Jeremiah, the prophet of Judah, is a character who seems to defy description. He has been called the weeping prophet. He has also been described as the young fanatic from Anathoth. If we put just these two together they indicate a life in which feeling and fire were joined. His home was in Anathoth of Benjamin. The son of Hilkiah, he came of a priestly family. It seems clear that the circumstances of his upbringing were unpretentious. When called to the responsibilities of the work of a prophet he showed his reluctance because of a sense of unworthiness. By nature, he has been called the most human and most approachable of all the prophets. So sensitive was he both to the unwillingness of the people to accept his message and to their constant rejection of him, that at one time he was ready to be quiet and retire into silence, Jer. 20. 7-9. We see his tears, and in them we see not an unreasonable pessimism, but a deep tenderness of compassion towards his wayward people. We witness his fiery and fearless presentation of the Word of the Lord, and in this we see, not an obstinacy that willed destruction, but a sincere faithfulness to his calling and commission.

No student of the life and character of Jeremiah can fail to see the similarities to the Person of the Lord Jesus. Jeremiah was of humble origin and came out of obscurity to present his message to the people. He could weep over the nation that rejected his God and His demands. His constant faithfulness brought him into conflict with the priests and rulers of the day. Some of his resultant sufferings are recorded for us. Although he was thus treated, his affection for the people never waned and he chose to end his days in Egypt with them rather than accept an easier pathway.
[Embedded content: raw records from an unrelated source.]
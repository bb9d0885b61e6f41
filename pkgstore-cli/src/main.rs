// SPDX-FileCopyrightText: 2026 pkgstore contributors
// SPDX-License-Identifier: MIT

mod cli;
mod commands;
mod error;

use std::process::ExitCode;

use clap::Parser as _;
use pkgstore_cafs::Store;
use pkgstore_cafs::config::Config;
use pkgstore_store_core::PackageId;
use tracing::debug;
use tracing_subscriber::EnvFilter;

use crate::cli::{Cli, Command};
use crate::error::CliError;

#[tokio::main]
async fn main() -> Result<ExitCode, CliError> {
    let cli = Cli::parse();

    let mut config = match &cli.config {
        Some(path) => Config::from_file(path)?,
        None => Config::load()?,
    };
    if let Some(store_dir) = cli.store_dir {
        config.store_dir = store_dir;
    }

    tracing_subscriber::fmt()
        .with_env_filter(
            EnvFilter::try_from_default_env().unwrap_or_else(|_| EnvFilter::new(&config.log_level)),
        )
        .with_writer(std::io::stderr)
        .init();

    debug!(store = %config.store_dir.display(), algorithm = %config.algorithm, "opening store");
    let store = Store::from_config(&config);

    match cli.command {
        Command::Add {
            tarball,
            integrity,
            name,
            version,
        } => commands::add(&store, &tarball, integrity, PackageId { name, version }).await,
        Command::Verify { index } => commands::verify(&store, &index).await,
        Command::Check { integrity, file } => commands::check(&integrity, &file).await,
        Command::Path {
            integrity,
            mode,
            index,
        } => {
            let path = commands::content_path(&store, &integrity, mode, index)?;
            println!("{}", path.display());
            Ok(ExitCode::SUCCESS)
        }
    }
}
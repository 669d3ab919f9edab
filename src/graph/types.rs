//! Core graph types
//!
//! This module contains the fundamental data structures produced by the
//! dependency traversal.

use std::collections::{BTreeMap, BTreeSet, HashMap};

use petgraph::graph::{DiGraph, NodeIndex};
use serde::Serialize;

/// Mapping from a package name to the names of its direct requirements
///
/// Keys are the packages whose metadata was fetched successfully. A name that
/// only appears inside a requirement set was either never reached or failed to
/// fetch. Both levels are ordered, so iteration (and therefore rendering) is
/// deterministic.
#[derive(Debug, Clone, Default, PartialEq, Eq, Serialize)]
#[serde(transparent)]
pub struct DependencyMap {
    packages: BTreeMap<String, BTreeSet<String>>,
}

impl DependencyMap {
    pub fn new() -> Self {
        Self::default()
    }

    /// Record the requirement set of `package`
    ///
    /// Blank requirement names are discarded. Returns `false` and leaves the
    /// map untouched if `package` is already present.
    pub fn insert<I, S>(&mut self, package: &str, requirements: I) -> bool
    where
        I: IntoIterator<Item = S>,
        S: Into<String>,
    {
        if self.packages.contains_key(package) {
            return false;
        }

        let requirements = requirements
            .into_iter()
            .map(Into::into)
            .filter(|name: &String| !name.trim().is_empty())
            .collect();
        self.packages.insert(package.to_string(), requirements);
        true
    }

    pub fn get(&self, package: &str) -> Option<&BTreeSet<String>> {
        self.packages.get(package)
    }

    pub fn contains(&self, package: &str) -> bool {
        self.packages.contains_key(package)
    }

    pub fn len(&self) -> usize {
        self.packages.len()
    }

    pub fn is_empty(&self) -> bool {
        self.packages.is_empty()
    }

    pub fn packages(&self) -> impl Iterator<Item = &str> {
        self.packages.keys().map(String::as_str)
    }

    pub fn iter(&self) -> impl Iterator<Item = (&str, &BTreeSet<String>)> {
        self.packages
            .iter()
            .map(|(package, requirements)| (package.as_str(), requirements))
    }

    /// Every `(package, requirement)` pair in enumeration order
    pub fn edges(&self) -> impl Iterator<Item = (&str, &str)> {
        self.iter().flat_map(|(package, requirements)| {
            requirements
                .iter()
                .map(move |requirement| (package, requirement.as_str()))
        })
    }

    pub fn edge_count(&self) -> usize {
        self.packages.values().map(BTreeSet::len).sum()
    }

    /// Requirement names that never became keys
    pub fn unresolved(&self) -> BTreeSet<&str> {
        self.packages
            .values()
            .flatten()
            .map(String::as_str)
            .filter(|name| !self.packages.contains_key(*name))
            .collect()
    }

    /// Convert the mapping into a `petgraph` directed graph
    ///
    /// Every key and every requirement name becomes exactly one node.
    pub fn to_graph(&self) -> DiGraph<PackageNode, ()> {
        let mut graph = DiGraph::new();
        let mut indices: HashMap<&str, NodeIndex> = HashMap::new();

        let names = self
            .packages
            .keys()
            .map(String::as_str)
            .chain(self.unresolved());
        for name in names {
            let idx = graph.add_node(PackageNode::new(name, self.contains(name)));
            indices.insert(name, idx);
        }

        for (from, to) in self.edges() {
            graph.add_edge(indices[from], indices[to], ());
        }

        graph
    }
}

impl<K, V> FromIterator<(K, V)> for DependencyMap
where
    K: AsRef<str>,
    V: IntoIterator,
    V::Item: Into<String>,
{
    fn from_iter<T: IntoIterator<Item = (K, V)>>(iter: T) -> Self {
        let mut map = DependencyMap::new();
        for (package, requirements) in iter {
            map.insert(package.as_ref(), requirements);
        }
        map
    }
}

/// Node weight of the graph returned by [`DependencyMap::to_graph`]
#[derive(Debug, Clone, PartialEq, Eq)]
pub struct PackageNode {
    pub name: String,
    /// Whether the package's own metadata was fetched
    pub resolved: bool,
}

impl PackageNode {
    pub fn new(name: &str, resolved: bool) -> Self {
        Self {
            name: name.to_string(),
            resolved,
        }
    }

    pub fn name(&self) -> &str {
        &self.name
    }

    pub fn is_resolved(&self) -> bool {
        self.resolved
    }
}
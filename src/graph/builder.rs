use std::collections::HashSet;

use miette::Result;

use super::types::DependencyMap;
use crate::error::DepVizError;
use crate::metadata::{FetchFailure, MetadataSource, parse_requirements};
use crate::progress::ProgressReporter;

/// Builder for discovering the transitive dependency graph of a package
///
/// The traversal is depth-first and pre-order: a package's requirements are
/// explored in the order its metadata lists them, each fully before the next.
/// Every distinct name is queried at most once, which both breaks requirement
/// cycles and collapses diamonds.
pub struct DependencyGraphBuilder<S> {
    source: S,
    dependencies: DependencyMap,
    failures: Vec<FetchFailure>,
    visit_order: Vec<String>,
    skipped_revisits: usize,
}

impl<S: MetadataSource> DependencyGraphBuilder<S> {
    /// Create a new builder querying `source`
    pub fn new(source: S) -> Self {
        Self {
            source,
            dependencies: DependencyMap::new(),
            failures: Vec::new(),
            visit_order: Vec::new(),
            skipped_revisits: 0,
        }
    }

    /// Discover every package reachable from `root`
    ///
    /// Results of a previous call are discarded. A package whose query fails
    /// is recorded in [`failures`](Self::failures), gets no entry in the map
    /// and is not explored further; the rest of the traversal continues. The
    /// only error is an empty root name.
    pub fn build_graph(&mut self, root: &str, progress: Option<&ProgressReporter>) -> Result<()> {
        let root = root.trim();
        if root.is_empty() {
            return Err(DepVizError::ConfigurationError {
                message: "package name must not be empty".to_string(),
            }
            .into());
        }

        let mut visited: HashSet<String> = HashSet::new();
        let mut dependencies = DependencyMap::new();
        let mut failures = Vec::new();
        let mut visit_order = Vec::new();
        let mut skipped_revisits = 0;

        // Requirements are pushed in reverse so the first listed one is popped
        // next, matching a recursive pre-order walk.
        let mut worklist = vec![root.to_string()];

        while let Some(package) = worklist.pop() {
            if visited.contains(&package) {
                skipped_revisits += 1;
                continue;
            }
            visited.insert(package.clone());
            visit_order.push(package.clone());

            if let Some(p) = progress {
                p.fetching_package(&package);
            }

            let metadata = match self.source.fetch_metadata(&package) {
                Ok(metadata) => metadata,
                Err(failure) => {
                    if let Some(p) = progress {
                        p.package_failed(&failure);
                    }
                    failures.push(failure);
                    continue;
                }
            };

            let requirements = parse_requirements(&metadata);
            dependencies.insert(&package, requirements.iter().cloned());
            worklist.extend(requirements.into_iter().rev());
        }

        self.dependencies = dependencies;
        self.failures = failures;
        self.visit_order = visit_order;
        self.skipped_revisits = skipped_revisits;

        Ok(())
    }

    /// Get the discovered dependency map
    pub fn dependencies(&self) -> &DependencyMap {
        &self.dependencies
    }

    pub fn into_dependencies(self) -> DependencyMap {
        self.dependencies
    }

    /// Packages whose metadata query failed, in visit order
    pub fn failures(&self) -> &[FetchFailure] {
        &self.failures
    }

    /// Every package that was queried, in the order it was queried
    pub fn visit_order(&self) -> &[String] {
        &self.visit_order
    }

    /// Number of times an already visited package was reached again
    pub fn skipped_revisits(&self) -> usize {
        self.skipped_revisits
    }

    pub fn source(&self) -> &S {
        &self.source
    }
}

/// Build the dependency map rooted at `root` in one call
pub fn build_dependency_map<S: MetadataSource>(source: S, root: &str) -> Result<DependencyMap> {
    let mut builder = DependencyGraphBuilder::new(source);
    builder.build_graph(root, None)?;
    Ok(builder.into_dependencies())
}
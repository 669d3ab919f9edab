//! String manipulation utilities

/// Pluralize a word based on count
pub fn pluralize(word: &str, count: usize) -> String {
    if count == 1 {
        word.to_string()
    } else {
        format!("{word}s")
    }
}

/// Escape a name for use inside a double-quoted DOT/PlantUML identifier
pub fn escape_quoted(name: &str) -> String {
    name.replace('\\', "\\\\").replace('"', "\\\"")
}
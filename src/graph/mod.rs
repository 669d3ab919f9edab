//! # Graph Construction and Rendering Module
//!
//! ## Components
//!
//! ### Graph Building
//! - **DependencyGraphBuilder**: walks package metadata from a root package and
//!   records each package's direct requirements exactly once
//! - **DependencyMap**: the resulting package -> requirements mapping
//!
//! ### Graph Rendering
//! - **GraphRenderer**: serializes a `DependencyMap` as PlantUML, DOT or
//!   Mermaid text, optionally highlighting requirement cycles
//!
//! ## Example
//!
//! ```
//! use depviz::graph::{DependencyGraphBuilder, GraphRenderer};
//! use depviz::metadata::{FetchFailure, MetadataSource};
//!
//! struct Canned;
//!
//! impl MetadataSource for Canned {
//!     fn fetch_metadata(&self, package: &str) -> Result<String, FetchFailure> {
//!         match package {
//!             "requests" => Ok("Name: requests\nRequires: urllib3, idna\n".to_string()),
//!             "urllib3" | "idna" => Ok(format!("Name: {package}\n")),
//!             _ => Err(FetchFailure::new(package, "unknown package")),
//!         }
//!     }
//! }
//!
//! # fn main() -> miette::Result<()> {
//! let mut builder = DependencyGraphBuilder::new(Canned);
//! builder.build_graph("requests", None)?;
//! assert_eq!(builder.dependencies().len(), 3);
//!
//! let text = GraphRenderer::default().render_plantuml_string(builder.dependencies())?;
//! assert!(text.contains(r#""requests" -> "urllib3";"#));
//! # Ok(())
//! # }
//! ```

mod builder;
mod renderer;
mod types;

pub use builder::{DependencyGraphBuilder, build_dependency_map};
pub use renderer::GraphRenderer;
pub use types::{DependencyMap, PackageNode};
//! Command implementations for the depviz CLI
//!
//! - visualize: collect the dependency graph and render it as a diagram
//! - lineup: collect the dependency graph and print it as a report

pub mod lineup;
pub mod visualize;

use miette::Result;

use crate::cli::Commands;

/// Execute a command based on CLI input
pub fn execute_command(command: Commands) -> Result<()> {
    match &command {
        Commands::Visualize { .. } => visualize::execute_visualize_command(command),
        Commands::Lineup { .. } => lineup::execute_lineup_command(command),
    }
}
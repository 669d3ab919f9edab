//! Internal helpers shared across modules

pub mod string;
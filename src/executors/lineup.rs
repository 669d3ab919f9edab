//! Lineup command executor

use miette::{Result, WrapErr};

use crate::cli::OutputFormat;
use crate::config::LineupConfig;
use crate::detector::CycleDetector;
use crate::executors::CommandExecutor;
use crate::graph::DependencyGraphBuilder;
use crate::metadata::{MetadataSource, PipShowSource};
use crate::progress::ProgressReporter;
use crate::reports::{
    HumanReportGenerator, JsonReportGenerator, ReportGenerator, TraversalReport,
};

pub struct LineupExecutor;

impl CommandExecutor for LineupExecutor {
    type Config = LineupConfig;

    fn execute(config: Self::Config) -> Result<()> {
        let source = PipShowSource::new(&config.python);
        let report = Self::generate_with(&config, source)?;
        println!("{report}");
        Ok(())
    }
}

impl LineupExecutor {
    /// Collect the dependency graph from `source` and format the report
    pub fn generate_with<S: MetadataSource>(config: &LineupConfig, source: S) -> Result<String> {
        let mut progress = ProgressReporter::new();
        let root = config.project.package_name();

        progress.start_traversal(root);
        let mut builder = DependencyGraphBuilder::new(source);
        let built = builder.build_graph(root, Some(&progress));
        progress.finish_traversal(
            builder.dependencies().len(),
            builder.failures().len(),
            builder.skipped_revisits(),
        );
        built.wrap_err("Failed to collect dependencies")?;

        let mut detector = CycleDetector::new();
        detector
            .detect_cycles(builder.dependencies())
            .wrap_err("Failed to detect cycles")?;

        let report = TraversalReport {
            root,
            repo_url: &config.project.repo_url,
            dependencies: builder.dependencies(),
            failures: builder.failures(),
            cycles: detector.cycles(),
        };

        let output = match config.format {
            OutputFormat::Human => HumanReportGenerator::new().generate_report(&report),
            OutputFormat::Json => JsonReportGenerator::new().generate_report(&report),
        };
        output.wrap_err("Failed to generate report")
    }
}
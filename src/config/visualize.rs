//! Visualize command configuration

use std::path::PathBuf;

use crate::cli::GraphFormat;
use crate::config::ProjectConfig;

#[derive(Debug, Clone)]
pub struct VisualizeOptions {
    pub project: ProjectConfig,
    pub format: GraphFormat,
    pub output: PathBuf,
    pub skip_render: bool,
    pub highlight_cycles: bool,
    pub python: String,
}

impl VisualizeOptions {
    pub fn builder() -> VisualizeOptionsBuilder {
        VisualizeOptionsBuilder::new()
    }
}

#[derive(Default)]
pub struct VisualizeOptionsBuilder {
    project: Option<ProjectConfig>,
    format: Option<GraphFormat>,
    output: Option<PathBuf>,
    skip_render: Option<bool>,
    highlight_cycles: Option<bool>,
    python: Option<String>,
}

impl VisualizeOptionsBuilder {
    pub fn new() -> Self {
        Self::default()
    }

    pub fn with_project(mut self, project: ProjectConfig) -> Self {
        self.project = Some(project);
        self
    }

    pub fn with_format(mut self, format: GraphFormat) -> Self {
        self.format = Some(format);
        self
    }

    /// Diagram file; defaults to the well-known name for the chosen format
    pub fn with_output(mut self, output: Option<PathBuf>) -> Self {
        self.output = output;
        self
    }

    pub fn with_skip_render(mut self, skip_render: bool) -> Self {
        self.skip_render = Some(skip_render);
        self
    }

    pub fn with_highlight_cycles(mut self, highlight_cycles: bool) -> Self {
        self.highlight_cycles = Some(highlight_cycles);
        self
    }

    pub fn with_python(mut self, python: String) -> Self {
        self.python = Some(python);
        self
    }
}

impl crate::common::ConfigBuilder for VisualizeOptionsBuilder {
    type Config = VisualizeOptions;

    fn build(self) -> Result<Self::Config, crate::error::DepVizError> {
        let format = self.format.ok_or_else(|| {
            crate::error::DepVizError::ConfigurationError {
                message: "Missing required field: format".to_string(),
            }
        })?;

        Ok(VisualizeOptions {
            project: self.project.ok_or_else(|| {
                crate::error::DepVizError::ConfigurationError {
                    message: "Missing required field: project".to_string(),
                }
            })?,
            output: self
                .output
                .unwrap_or_else(|| PathBuf::from(format.default_file_name())),
            format,
            skip_render: self.skip_render.unwrap_or(false),
            highlight_cycles: self.highlight_cycles.unwrap_or(false),
            python: self
                .python
                .unwrap_or_else(|| crate::constants::metadata::DEFAULT_PYTHON.to_string()),
        })
    }
}

#[cfg(test)]
mod tests {
    use super::*;
    use crate::common::ConfigBuilder;

    fn project() -> ProjectConfig {
        ProjectConfig {
            package_name: "requests".to_string(),
            plantuml_path: PathBuf::from("plantuml.jar"),
            repo_url: "https://example.com/repo".to_string(),
        }
    }

    #[test]
    fn test_defaults() {
        let options = VisualizeOptions::builder()
            .with_project(project())
            .with_format(GraphFormat::PlantUml)
            .build()
            .unwrap();

        assert_eq!(options.output, PathBuf::from("dependencies.puml"));
        assert_eq!(options.python, "python3");
        assert!(!options.skip_render);
        assert!(!options.highlight_cycles);
    }

    #[test]
    fn test_default_output_follows_format() {
        let options = VisualizeOptions::builder()
            .with_project(project())
            .with_format(GraphFormat::Mermaid)
            .build()
            .unwrap();

        assert_eq!(options.output, PathBuf::from("dependencies.mmd"));
    }

    #[test]
    fn test_explicit_output() {
        let options = VisualizeOptions::builder()
            .with_project(project())
            .with_format(GraphFormat::Dot)
            .with_output(Some(PathBuf::from("out/graph.dot")))
            .build()
            .unwrap();

        assert_eq!(options.output, PathBuf::from("out/graph.dot"));
    }

    #[test]
    fn test_missing_project() {
        let err = VisualizeOptions::builder()
            .with_format(GraphFormat::Dot)
            .build()
            .unwrap_err();

        assert!(err.to_string().contains("project"));
    }
}
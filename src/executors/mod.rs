//! Command executors that handle the actual logic for each command

pub mod lineup;
pub mod visualize;

use miette::Result;

/// Trait for command executors
pub trait CommandExecutor {
    type Config;

    /// Execute the command with the given configuration
    fn execute(config: Self::Config) -> Result<()>;
}
//! # Cycle Detection Module
//!
//! Finds requirement cycles in a discovered dependency map. The traversal
//! itself already survives cycles (every package is queried once); this module
//! makes them visible so they can be reported and highlighted in diagrams.
//!
//! ## Algorithm
//!
//! Tarjan's Strongly Connected Components algorithm from `petgraph`, O(V + E).
//! A component of two or more packages is a cycle, as is a single package that
//! lists itself as a requirement.
//!
//! ## Example
//!
//! ```
//! use depviz::detector::CycleDetector;
//! use depviz::graph::DependencyMap;
//!
//! # fn main() -> miette::Result<()> {
//! let deps = DependencyMap::from_iter([("a", vec!["b"]), ("b", vec!["a"])]);
//!
//! let mut detector = CycleDetector::new();
//! detector.detect_cycles(&deps)?;
//!
//! assert!(detector.has_cycles());
//! assert_eq!(detector.cycles()[0].package_names(), &["a", "b"]);
//! # Ok(())
//! # }
//! ```

mod detector_impl;

pub use detector_impl::*;
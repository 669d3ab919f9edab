//! Lineup command configuration

use crate::cli::OutputFormat;
use crate::config::ProjectConfig;

#[derive(Debug, Clone)]
pub struct LineupConfig {
    pub project: ProjectConfig,
    pub format: OutputFormat,
    pub python: String,
}

impl LineupConfig {
    pub fn builder() -> LineupConfigBuilder {
        LineupConfigBuilder::default()
    }
}

#[derive(Default)]
pub struct LineupConfigBuilder {
    project: Option<ProjectConfig>,
    format: Option<OutputFormat>,
    python: Option<String>,
}

impl LineupConfigBuilder {
    pub fn with_project(mut self, project: ProjectConfig) -> Self {
        self.project = Some(project);
        self
    }

    pub fn with_format(mut self, format: OutputFormat) -> Self {
        self.format = Some(format);
        self
    }

    pub fn with_python(mut self, python: String) -> Self {
        self.python = Some(python);
        self
    }
}

impl crate::common::ConfigBuilder for LineupConfigBuilder {
    type Config = LineupConfig;

    fn build(self) -> Result<Self::Config, crate::error::DepVizError> {
        Ok(LineupConfig {
            project: self.project.ok_or_else(|| {
                crate::error::DepVizError::ConfigurationError {
                    message: "Missing required field: project".to_string(),
                }
            })?,
            format: self.format.unwrap_or(OutputFormat::Human),
            python: self
                .python
                .unwrap_or_else(|| crate::constants::metadata::DEFAULT_PYTHON.to_string()),
        })
    }
}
Of Jeremiah as of Christ, it could be rightly said, “his own received him not”, John 1. 11. One has said about him that “he was a character made strong as steel in the furnace of affliction”.

Historical Background

Jeremiah lived in tragic and troublesome days. The ministry of the prophet extended from the thirteenth year of Josiah of Judah until after the carrying of the nation captive to Babylon. Thus from about 626 B.C. to 587 B.C. he was witness to such folly, sin and departure from God that the final judgment fell upon them - judgment that led them into exile. Among the surrounding nations momentous changes were taking place. The power of Assyria and Egypt was waning. The might and dominion of Babylon was growing dramatically. During the long and evil reign of Manasseh, Judah was subservient to Assyrian power. As a vassal of this nation, they became more and more impoverished both in material and spiritual things. With the fall of Nineveh in 612 B.C., Assyria as a vital power was overthrown by the armies of the Babylonians and the Medes. In the year 605 B.C., the fourth year of Jehoiakim, Nebuchadnezzar and his forces overthrew the Egyptians at Carchemish, another significant milestone in the rise of Babylon. Gradually the Babylonians gained the ascendancy, so Nebuchadnezzar’s attention was on Jerusalem and in 597 B.C. he moved in and deported to Babylon some of the most important and influential people. In 587 B.C., as Zedekiah refused to surrender to Nebuchadnezzar as Jeremiah continually advised, the final siege and overthrow of Jerusalem took place. The king of Judah saw his sons slain before him in Babylon, and his eyes were put out. Together with the people carried captive, he began the long exile. For 70 years national existence was at an end.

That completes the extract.